Al margen de lo anterior, y pese a que el Tribunal Supremo no ha tenido oportunidad de pronunciarse al respecto –ni tan siquiera en un obiter dicta– creo necesario estudiar sucintamente la siguiente cuestión. ¿Está la prestación de paternidad también exenta del Impuesto sobre la Renta de las Personas Físicas? En mi opinión, la prestación de paternidad, al igual que la de maternidad, sí se encontraría exenta del mencionado impuesto, toda vez que ésta tiene como único fundamento compensar la pérdida de ingresos del trabajador a consecuencia del nacimiento de un hijo, adopción tutela o acogimiento (artículo 183 de la Ley General de la Seguridad Social). Y, al igual que la prestación de maternidad, a través de una interpretación sistemática podríamos entender que la prestación de paternidad se encuentra dentro de la exención recogida en el párrafo tercero del apartado h) del artículo 7 LIRPF. Además, argumentar lo contrario supondría generar una desigualdad flagrante, vulnerando el artículo 14 de la Constitución Española, en tanto en cuanto la prestación de paternidad cumple los mismos objetivos y fines que la prestación de maternidad, siendo los argumentos utilizados por la Sala Tercera del Tribunal Supremo aplicables a aquellos progenitores que perciban la prestación de paternidad.
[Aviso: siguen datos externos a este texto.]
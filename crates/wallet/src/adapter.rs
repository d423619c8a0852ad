//! The uniform chain adapter capability set.

use ferrochain_core::{FeeHint, KeyError, KeyMaterial, SignedTx, Tx, TxStatus};
use ferrochain_ledger::LedgerError;
use thiserror::Error;

/// Errors reported across the adapter boundary.
#[derive(Debug, Error)]
pub enum AdapterError {
    #[error("invalid {chain} address")]
    InvalidAddress { chain: &'static str },

    #[error("unknown chain: {0}")]
    UnknownChain(String),

    #[error("malformed transaction payload: {0}")]
    MalformedPayload(String),

    #[error("transaction {0} not found")]
    TxNotFound(String),

    #[error(transparent)]
    Key(#[from] KeyError),

    #[error(transparent)]
    Ledger(#[from] LedgerError),
}

pub type Result<T> = std::result::Result<T, AdapterError>;

/// One backend chain's operations behind a uniform interface.
///
/// Addresses, keys, and transaction identifiers cross this boundary as
/// strings so that backends with different native formats fit the same
/// shape.
pub trait ChainAdapter: Send + Sync {
    /// The network identifier this adapter serves.
    fn network(&self) -> &'static str;

    /// Derive a keypair from `seed` (a fresh random seed when empty).
    fn new_key(&self, seed: &[u8]) -> Result<KeyMaterial>;

    /// Validate and normalize an address string.
    fn parse_address(&self, address: &str) -> Result<String>;

    fn balance(&self, address: &str) -> Result<u64>;

    /// Assemble an unsigned transaction: fills in the sender's current
    /// nonce and a fee. Does not mutate chain state.
    fn build_tx(&self, from: &str, to: &str, amount: u64, fee_hint: FeeHint) -> Result<Tx>;

    /// Produce an opaque raw encoding and a stable transaction identifier.
    fn sign_tx(&self, private_key: &str, tx: &Tx) -> Result<SignedTx>;

    /// Decode the raw payload and submit it; returns the transaction id.
    /// Decode failures and chain rejections propagate with no state change.
    fn broadcast(&self, signed: &SignedTx) -> Result<String>;

    fn tx_status(&self, id: &str) -> Result<TxStatus>;
}

impl std::fmt::Debug for dyn ChainAdapter {
    fn fmt(&self, f: &mut std::fmt::Formatter<'_>) -> std::fmt::Result {
        f.debug_struct("ChainAdapter")
            .field("network", &self.network())
            .finish()
    }
}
Sentado cuanto antecede, y a modo de conclusión, considero que la interpretación realizada por el Tribunal Supremo es más que acertada, pues del espíritu de la norma -erigida en la Exposición de Motivos- queda patente la voluntad del legislador de dejar al margen del Impuesto sobre la Renta de las Personas Físicas tanto la prestación de maternidad, como la de paternidad, dado que ambas prestaciones derivan del nacimiento de un hijo, así como de la adopción o del acogimiento.